Carolina Escobar Sarti
El primer modelo occidental es el hombre blanco, de complexión atlética, mejor si de ojos claros, que habla algún idioma “importante”. El segundo modelo es la mujer blanca, mejor si rubia, de cuerpo escultural y sonrisa permanente. Por lo tanto, lo que se aleja de estos dos primeros estereotipos no es modélico, y entre más lejos está de parecerse a ellos, más lejos está de ser considerado como ideal. Es así que, en sociedades clasistas y racistas como la guatemalteca, la diferencia ha significado, históricamente, menosprecio.

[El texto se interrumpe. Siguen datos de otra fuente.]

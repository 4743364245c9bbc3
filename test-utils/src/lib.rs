//! Little Lemon Test Utils
//!
//! Provides shared testing utilities for building integration and unit tests for the Little
//! Lemon ordering API. This crate offers a builder pattern for creating test contexts with
//! in-memory SQLite databases and customizable table schemas.
//!
//! # Overview
//!
//! The test utilities consist of four main components:
//! - **TestBuilder**: Fluent builder for configuring test environments
//! - **TestContext**: Test environment containing database connection and session
//! - **TestError**: Error types that can occur during test setup
//! - **factory**: Builders that insert entities with sensible defaults
//!
//! # Usage
//!
//! ```rust,ignore
//! use test_utils::{builder::TestBuilder, factory};
//!
//! #[tokio::test]
//! async fn places_order() -> Result<(), DbErr> {
//!     let test = TestBuilder::new()
//!         .with_restaurant_tables()
//!         .build()
//!         .await
//!         .unwrap();
//!     let db = test.db.as_ref().unwrap();
//!
//!     let customer = factory::user::create_user(db).await?;
//!     let item = factory::menu_item::create_menu_item(db).await?;
//!     // Perform database operations...
//!
//!     Ok(())
//! }
//! ```

pub mod builder;
pub mod context;
pub mod error;
pub mod factory;
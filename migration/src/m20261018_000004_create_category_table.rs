use sea_orm_migration::{prelude::*, schema::*};

#[derive(DeriveMigrationName)]
pub struct Migration;

#[async_trait::async_trait]
impl MigrationTrait for Migration {
    async fn up(&self, manager: &SchemaManager) -> Result<(), DbErr> {
        manager
            .create_table(
                Table::create()
                    .table(Category::Table)
                    .if_not_exists()
                    .col(pk_auto(Category::Id))
                    .col(string(Category::Slug))
                    .col(string(Category::Title))
                    .index(
                        Index::create()
                            .unique()
                            .name("idx_category_slug_title_unique")
                            .col(Category::Slug)
                            .col(Category::Title),
                    )
                    .to_owned(),
            )
            .await
    }

    async fn down(&self, manager: &SchemaManager) -> Result<(), DbErr> {
        manager
            .drop_table(Table::drop().table(Category::Table).to_owned())
            .await
    }
}

#[derive(DeriveIden)]
pub enum Category {
    Table,
    Id,
    Slug,
    Title,
}
use super::*;

/// Tests that each group lists only its own members.
///
/// Expected: Ok with the manager in one list and the crew member in the other
#[tokio::test]
async fn lists_members_per_group() -> Result<(), AppError> {
    let test = TestBuilder::new().with_auth_tables().build().await.unwrap();
    let db = test.db.as_ref().unwrap();

    let manager = factory::create_manager(db).await?;
    let crew = factory::create_delivery_crew(db).await?;
    factory::create_user(db).await?;

    let service = GroupService::new(db);

    let managers = service.get_members(Role::Manager).await?;
    assert_eq!(managers.len(), 1);
    assert_eq!(managers[0].id, manager.id);

    let crew_members = service.get_members(Role::DeliveryCrew).await?;
    assert_eq!(crew_members.len(), 1);
    assert_eq!(crew_members[0].username, crew.username);

    Ok(())
}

Ergo, las y los indígenas de nuestro país han sido y siguen siendo para muchos los “diferentes”, los “otros”, los que no responden al modelo, los que hablan una lengua ininteligible y no un idioma.
Imaginarios como este justificaron durante siglos la esclavitud y el genocidio que vivieron millones de indígenas y siguen siendo los puntos de partida de vergonzantes frases, comunes entre ladinos y mestizos, como la de “hay que mejorar la raza”. En buena parte del imaginario guatemalteco, aún se asocia indígena a telar, a canasto, a mirada agachada, a pies con “caites”, a ignorancia y a chiste de salón. Esto, más que revelar características de un grupo de la población, desnuda el fracaso de un país que se ha levantado sobre un modelo de explotación, exclusión, despojo y discriminación.
Las y los indígenas que hoy participan en la vida política, académica, social, artística o económica del país, saben que el camino no ha sido fácil. Y aunque la palabra víctima me sabe amarga y cada vez quisiera usarla menos, tengo que decir que las aburridísimas pero evidentes cifras siguen revelándonos que las mujeres indígenas son las más pobres entre los pobres, las que tienen menos acceso a la tierra, la educación y la salud. Además, durante la guerra, sus cuerpos fueron territorios donde se inscribieron las formas más extremas de violencia.
Por todo eso, pero también simplemente por ser la mujer congruente y sabia que es, celebro que la Nana Rosalina Tuyuc haya recibido el Premio Niwano para la Paz en Japón. Cuando fue diputada en el Congreso de la República de Guatemala, hace ya tres lustros, recuerdo que iba con su pequeña hija en brazos y, si era necesario, la amamantaba en el mismo hemiciclo parlamentario. Tanto coraje y tanta ternura juntas. Años después, tuve el honor de asistir a la ceremonia maya en que esa hermosa niña pasó de su niñez a su adolescencia, y allí, dos grandes mujeres le marcaron a ella la ruta a seguir: la Premio Nobel de la Paz, Rigoberta Menchú, y su propia madre, Rosalina Tuyuc, fundadora de la Comisión Nacional de Viudas de Guatemala (Conavigua) hace más de 20 años.
La gente de Comalapa ha celebrado en grande a Rosalina, y en el Musac se le rindió un justo reconocimiento. Pero esta celebración ha de ser la de una nación, porque el caminar de esta mujer es de los que cambian un país como Guatemala y nos acercan a la utopía posible. Te abrazo y te celebro, querida Rosalina, y te recuerdo que en el II Festival de la Memoria dijiste algo que hoy es para ti: “Quiero decir que cuando hay una, hay veinte, hay cien o mil mujeres en el camino de la libertad, todo es posible. (…)Yo pienso que del dolor puede nacer la alegría.”